Granted plenty of other comics have died mid-scene featuring plenty of other objects, elements or themes, but you just don't find a laser battle or car chase reiterated so many times as a comic's last gasp. Most probably peter out at a point invisible to most of us (when donations stop flowing in) but such a recurring coincidence with our society's most pervasive point of greatest moral outrage and grandstanding ("man bad, woman good") should raise an eyebrow. A movie or a video game will continue production to sell the finished product even if it must include one or twenty moronic scenes. But the fate of a serialized solo project the day its creator asks "wtf did I just publish" looking at yesterday's page is far more flexible.
Maybe such authors ran out of proverbial gas already, and only devoted one last stretch of effort towards performing one last ritualistic burning in effigy of a perpetual acceptable target.
Maybe, on the contrary, they simply feel such condemnation has crested their creative apogee, and nothing they further concoct could match the glory of hurling a man in garbage where he belongs. As a meet-cute.
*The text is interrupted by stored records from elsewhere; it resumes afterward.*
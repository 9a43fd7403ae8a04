use std::error::Error as _;

use weave_core::{InterceptError, Value, interceptor_fn};

use crate::support::{Fixture, Repo, RepoFailure, Secured, Sensitive, Tagged, Traced};

/// 委托失败原样到达调用方，`after` 仍然执行。
#[test]
fn delegate_failure_passes_through_unchanged() {
    let fixture = Fixture::new();
    fixture
        .registry()
        .register_advice_for::<Secured>(Tagged::new("Audit", &fixture.journal))
        .expect("注册");

    let err = fixture.repo().fail(7).expect_err("委托失败");
    assert!(matches!(err, InterceptError::Failure(_)));
    assert_eq!(err.downcast_failure::<RepoFailure>(), Some(&RepoFailure(7)));
    assert_eq!(err.to_string(), "repository failed with code 7");
    assert_eq!(
        fixture.journal.entries(),
        ["Audit.before", "fail(7)", "Audit.after"]
    );
}

/// 委托与 `after` 同时失败时两者都保留。
#[test]
fn after_failure_does_not_hide_delegate_failure() {
    let fixture = Fixture::new();
    fixture
        .registry()
        .register_advice_for::<Secured>(Tagged::new("Audit", &fixture.journal).failing_after())
        .expect("注册");

    let err = fixture.repo().fail(3).expect_err("两处失败");
    assert_eq!(err.downcast_failure::<RepoFailure>(), Some(&RepoFailure(3)));
    match &err {
        InterceptError::AfterAdvice { primary, after } => {
            assert_eq!(primary.to_string(), "repository failed with code 3");
            assert_eq!(after.to_string(), "Audit failed after the call");
        }
        other => panic!("unexpected error: {other}"),
    }
    let source = err.source().expect("source 指向原始失败");
    assert_eq!(source.to_string(), "repository failed with code 3");
}

/// 调用成功但 `after` 失败时返回 `after` 的失败。
#[test]
fn after_failure_on_success_is_reported() {
    let fixture = Fixture::new();
    fixture
        .registry()
        .register_advice_for::<Traced>(Tagged::new("Log", &fixture.journal).failing_after())
        .expect("注册");

    let err = fixture.repo().get(1).expect_err("after 失败");
    assert_eq!(err.to_string(), "Log failed after the call");
    assert_eq!(fixture.journal.entries(), ["Log.before", "get(1)", "Log.after"]);
}

/// `before` 失败时既不调用委托，也不执行 `after`。
#[test]
fn before_failure_skips_the_call() {
    let fixture = Fixture::new();
    let registry = fixture.registry();
    registry
        .register_advice_for::<Secured>(Tagged::new("Audit", &fixture.journal))
        .expect("注册 Audit");
    registry
        .register_advice_for::<Traced>(Tagged::new("Guard", &fixture.journal).failing_before())
        .expect("注册 Guard");

    let err = fixture.repo().get(1).expect_err("被拒绝");
    assert_eq!(err.to_string(), "Guard rejected the call");
    assert_eq!(
        fixture.journal.entries(),
        ["Audit.before", "Guard.before", "Audit.after"]
    );
}

/// 拦截器可以改写参数。
#[test]
fn interceptor_rewrites_arguments() {
    let fixture = Fixture::new();
    fixture
        .registry()
        .register_for::<Sensitive>(interceptor_fn(|target, method, mut args, next| {
            let masked = args
                .get::<String>(method, 1)
                .map(|value| "*".repeat(value.len()))?;
            args.replace(1, masked)?;
            next.proceed(target, method, args)
        }))
        .expect("注册");

    let repo = fixture.repo();
    repo.put(5, "secret".to_owned()).expect("调用成功");
    assert_eq!(repo.get(5).expect("调用成功"), "******");
}

/// 拦截器可以替换结果。
#[test]
fn interceptor_replaces_result() {
    let fixture = Fixture::new();
    fixture
        .registry()
        .register_for::<Traced>(interceptor_fn(|target, method, args, next| {
            let value = next.proceed(target, method, args)?;
            let upper = value
                .downcast_ref::<String>()
                .map(|name| name.to_uppercase())
                .unwrap_or_default();
            Ok(Value::new(upper))
        }))
        .expect("注册");

    assert_eq!(fixture.repo().get(1).expect("调用成功"), "ADA");
}

/// 拦截器可以短路调用，委托不会被触达。
#[test]
fn interceptor_short_circuits() {
    let fixture = Fixture::new();
    fixture
        .registry()
        .register_for::<Traced>(interceptor_fn(|_, _, _, _| Ok(Value::new("cached".to_owned()))))
        .expect("注册");

    assert_eq!(fixture.repo().get(1).expect("调用成功"), "cached");
    assert!(fixture.journal.entries().is_empty());
}

/// 返回值类型与声明不符时报告 `TypeMismatch`。
#[test]
fn mismatched_result_is_reported() {
    let fixture = Fixture::new();
    fixture
        .registry()
        .register_for::<Traced>(interceptor_fn(|_, _, _, _| Ok(Value::new(42_u8))))
        .expect("注册");

    let err = fixture.repo().get(1).expect_err("类型不符");
    assert!(matches!(err, InterceptError::TypeMismatch { .. }));
    assert!(err.to_string().contains("Repo::get"));
}
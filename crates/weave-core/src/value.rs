//! 类型擦除的调用值：参数列表与返回值。
//!
//! # 教案式说明
//! - **意图 (Why)**：拦截器需要面对任意签名的方法；通过 `Arc<dyn Payload>` 擦除具体类型，
//!   同时保留 `Debug` 能力，日志类拦截器无需了解参数类型即可输出；
//! - **结构 (How)**：[`Value`] 是引用计数的不可变载荷，克隆仅增加计数；[`Arguments`] 是按位置
//!   排列的 `Value` 序列，Advice 的 `after` 阶段仍能看到与 `before` 相同的参数；
//! - **契约 (What)**：取值时类型不符返回 [`InterceptError::TypeMismatch`]，不会 panic。

use std::{any::Any, borrow::Cow, fmt, sync::Arc};

use crate::{
    descriptor::MethodDescriptor,
    error::{InterceptError, Result},
};

/// 可被拦截管线承载的载荷。
///
/// 对所有 `Any + Send + Sync + Debug` 类型自动实现。
pub trait Payload: Any + Send + Sync + fmt::Debug {
    /// 借用为 `&dyn Any`。
    fn as_any(&self) -> &dyn Any;

    /// 转换为可向下转型的 `Arc`。
    fn into_any_arc(self: Arc<Self>) -> Arc<dyn Any + Send + Sync>;
}

impl<T> Payload for T
where
    T: Any + Send + Sync + fmt::Debug,
{
    fn as_any(&self) -> &dyn Any {
        self
    }

    fn into_any_arc(self: Arc<Self>) -> Arc<dyn Any + Send + Sync> {
        self
    }
}

/// 单个调用值。
#[derive(Clone)]
pub struct Value(Arc<dyn Payload>);

impl Value {
    /// 包装任意载荷。
    pub fn new<T: Payload>(value: T) -> Self {
        Value(Arc::new(value))
    }

    /// `()` 返回值。
    pub fn unit() -> Self {
        Value::new(())
    }

    /// 借用为具体类型。
    pub fn downcast_ref<T: Any>(&self) -> Option<&T> {
        Payload::as_any(&*self.0).downcast_ref::<T>()
    }

    /// 是否承载 `T`。
    pub fn is<T: Any>(&self) -> bool {
        Payload::as_any(&*self.0).is::<T>()
    }

    /// 取出具体类型；载荷仍被共享时退化为克隆。
    pub fn into_inner<T>(self) -> core::result::Result<T, Value>
    where
        T: Any + Send + Sync + Clone,
    {
        if !self.is::<T>() {
            return Err(self);
        }
        match Payload::into_any_arc(self.0).downcast::<T>() {
            Ok(typed) => Ok(Arc::try_unwrap(typed).unwrap_or_else(|shared| (*shared).clone())),
            // `is::<T>` 已校验类型，不会进入此分支。
            Err(_) => Err(Value::unit()),
        }
    }
}

impl fmt::Debug for Value {
    fn fmt(&self, f: &mut fmt::Formatter<'_>) -> fmt::Result {
        fmt::Debug::fmt(&*self.0, f)
    }
}

/// 按位置排列的调用参数。
#[derive(Clone, Default)]
pub struct Arguments {
    values: Vec<Value>,
}

impl Arguments {
    /// 空参数列表。
    pub fn empty() -> Self {
        Self::default()
    }

    /// 由值序列构造。
    pub fn from_values(values: Vec<Value>) -> Self {
        Self { values }
    }

    /// 追加一个参数，便于手写适配器链式构造。
    pub fn with<T: Payload>(mut self, value: T) -> Self {
        self.values.push(Value::new(value));
        self
    }

    pub fn len(&self) -> usize {
        self.values.len()
    }

    pub fn is_empty(&self) -> bool {
        self.values.is_empty()
    }

    /// 按位置借用原始值。
    pub fn value(&self, index: usize) -> Option<&Value> {
        self.values.get(index)
    }

    /// 按位置借用具体类型；越界或类型不符时返回 `TypeMismatch`。
    pub fn get<T: Any>(&self, method: &MethodDescriptor, index: usize) -> Result<&T> {
        self.values
            .get(index)
            .and_then(Value::downcast_ref::<T>)
            .ok_or_else(|| mismatch::<T>(method, index))
    }

    /// 替换某个位置的参数，供改写参数的拦截器使用。
    pub fn replace<T: Payload>(&mut self, index: usize, value: T) -> Result<()> {
        let len = self.values.len();
        let slot = self.values.get_mut(index).ok_or_else(|| {
            InterceptError::invalid_argument(format!(
                "argument index {index} out of range for {len} argument(s)"
            ))
        })?;
        *slot = Value::new(value);
        Ok(())
    }

    /// 迭代全部参数。
    pub fn iter(&self) -> impl Iterator<Item = &Value> {
        self.values.iter()
    }

    /// 以类型化游标依次取出参数，供生成的分发代码使用。
    pub fn reader<'a>(&'a self, method: &'a MethodDescriptor) -> ArgumentReader<'a> {
        ArgumentReader {
            arguments: self,
            method,
            position: 0,
        }
    }
}

impl fmt::Debug for Arguments {
    fn fmt(&self, f: &mut fmt::Formatter<'_>) -> fmt::Result {
        f.debug_list().entries(self.values.iter()).finish()
    }
}

impl FromIterator<Value> for Arguments {
    fn from_iter<I: IntoIterator<Item = Value>>(iter: I) -> Self {
        Self {
            values: iter.into_iter().collect(),
        }
    }
}

/// 顺序读取参数的游标。
pub struct ArgumentReader<'a> {
    arguments: &'a Arguments,
    method: &'a MethodDescriptor,
    position: usize,
}

impl ArgumentReader<'_> {
    /// 取出下一个参数的克隆。
    pub fn read<T>(&mut self) -> Result<T>
    where
        T: Any + Clone,
    {
        let position = self.position;
        self.position += 1;
        self.arguments
            .get::<T>(self.method, position)
            .map(Clone::clone)
    }
}

fn mismatch<T: Any>(method: &MethodDescriptor, index: usize) -> InterceptError {
    InterceptError::TypeMismatch {
        method: Cow::Owned(method.qualified_name()),
        position: Cow::Owned(format!("argument #{index}")),
        expected: std::any::type_name::<T>(),
    }
}

/// 将返回值还原为具体类型。
pub fn return_value<T>(method: &MethodDescriptor, value: Value) -> Result<T>
where
    T: Any + Send + Sync + Clone,
{
    value
        .into_inner::<T>()
        .map_err(|_| InterceptError::TypeMismatch {
            method: Cow::Owned(method.qualified_name()),
            position: Cow::Borrowed("return value"),
            expected: std::any::type_name::<T>(),
        })
}

/// 以表达式列表构造 [`Arguments`]。
#[macro_export]
macro_rules! args {
    () => {
        $crate::Arguments::empty()
    };
    ($($value:expr),+ $(,)?) => {
        $crate::Arguments::from_values(::std::vec![$($crate::Value::new($value)),+])
    };
}
//! # ChainCache：按方法缓存组合后的调用链
//!
//! ## 核心意图（Why）
//! - 同一方法的重复调用跳过解析与组合，命中后直接执行已缓存的 [`Invocation`]；
//! - 以 `DashMap` 提供分片并发存储，多线程首调可以同时进行。
//!
//! ## 行为契约（What）
//! - 键为 [`MethodKey`]（已构建描述符的身份 + 方法名），每个注册表独占一份缓存；
//! - `get_or_compile`：命中且修订号一致时直接返回；否则在分片锁之外组合并写回；
//! - `invalidate_all`：整表清空，由注册表在每次注册后同步调用，不支持单条失效；
//! - 每个条目记录组合时所依据的注册表修订号，修订号落后的条目视为未命中，
//!   从而覆盖“组合进行中恰好发生注册”的竞态。
//!
//! ## 风险提示（Trade-offs）
//! - 并发首调可能重复组合同一方法；组合是纯函数，结果等价，后写者覆盖先写者即可。

use dashmap::DashMap;

use crate::{chain::Invocation, descriptor::MethodKey};

#[derive(Clone)]
struct CachedChain {
    revision: u64,
    invocation: Invocation,
}

/// 方法级调用链缓存。
#[derive(Default)]
pub struct ChainCache {
    entries: DashMap<MethodKey, CachedChain>,
}

impl ChainCache {
    pub fn new() -> Self {
        Self::default()
    }

    /// 读取或组合调用链。
    ///
    /// - `revision`：调用方读取到的注册表修订号，应在解析之前读取；
    /// - `compile`：未命中时执行的解析 + 组合过程，不持有任何分片锁。
    pub fn get_or_compile<F>(&self, key: &MethodKey, revision: u64, compile: F) -> Invocation
    where
        F: FnOnce() -> Invocation,
    {
        if let Some(cached) = self.entries.get(key)
            && cached.revision == revision
        {
            return cached.invocation.clone();
        }

        let invocation = compile();
        tracing::debug!(
            target: "weave::cache",
            method = key.method(),
            revision,
            depth = invocation.depth(),
            "compiled interceptor chain"
        );
        self.entries.insert(
            key.clone(),
            CachedChain {
                revision,
                invocation: invocation.clone(),
            },
        );
        invocation
    }

    /// 清空全部条目。
    pub fn invalidate_all(&self) {
        self.entries.clear();
    }

    pub fn len(&self) -> usize {
        self.entries.len()
    }

    pub fn is_empty(&self) -> bool {
        self.entries.is_empty()
    }
}
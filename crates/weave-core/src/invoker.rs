//! Invoker：在目标上以给定参数调用方法，返回结果或原样传播失败。
//!
//! # 教案式说明
//! - **意图 (Why)**：以显式多态替代反射调用。每个接口的适配器为委托实现 [`Target`]，
//!   将方法描述符与类型擦除参数翻译回真实的方法调用；
//! - **契约 (What)**：
//!   - [`invoke`] 是整条调用链最内层唯一的出口，除日志外不做任何加工；
//!   - 委托返回的失败必须原样返回，不包装、不转换。

use crate::{
    descriptor::MethodDescriptor,
    error::InterceptError,
    value::{Arguments, Value},
};

/// 单次调用的结果。
pub type CallResult = Result<Value, InterceptError>;

/// 被代理对象的动态调用面。
pub trait Target: Send + Sync {
    /// 委托的类型名，供日志与诊断使用。
    fn type_name(&self) -> &'static str;

    /// 以方法描述符与参数调用真实方法。
    fn invoke(&self, method: &MethodDescriptor, args: Arguments) -> CallResult;
}

/// 链路底座：直接调用目标。
pub fn invoke(target: &dyn Target, method: &MethodDescriptor, args: Arguments) -> CallResult {
    tracing::trace!(
        target: "weave::invoker",
        method = %method.qualified_name(),
        delegate = target.type_name(),
        arity = args.len(),
        "invoking delegate"
    );
    target.invoke(method, args)
}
For once though I'll allow myself a creaking, dusty sliver of optimism. Dare one hope you wondered where exactly you're going with this thing, and more importantly why? Realized your creative effort was being derailed by a memetic infection demanding you interject a bad man to be defeated or condescended to by good women, regardless of your story's actual purpose? Sussed contriving reasons to slam down, demonize or skin alive a hated demographic leads down no other narrative path than constantly doubling down on the self-justifying bigotry? Maybe you had not originally intended to manufacture some piece of supremacist propaganda masquerading as "justice" according to your sophomore year creative writing professor's ranting. Coughed at peanut dust from 1971 on a supposedly trendy topic? Grokked dogma as a refuge for the incompetent, an I.O.U. from a bankrupt imagination?
Or you just fired up Netflix, viewed one of the endless thousands of feminist propaganda pieces already glutting the zeitgeist and saw your market share for the infinitesimal sliver you'd get by piling on with the most retread moralism in the history of storytelling: man bad, woman good. Well, they say there are many paths to enlightenment. I suppose one of them could meander through the marketing department...
______________________________________________________
* Consider that our best modern reference for such characters comes from
The Princess Bride, a send-up of their conventions. A sympathetic one, sure, but nonetheless demonstrating an Inigo would be hard to take completely serious nowadays.
** As usual when you find yourself faced with feminist equality, reverse the polarity: show me every popular movie/game male hero
introduced as opposing a wicked old woman then shooting several women and being praised for it by another
man to demonstrate his righteousness.
*** Granted, that's a far more egalitarian ratio than in most places.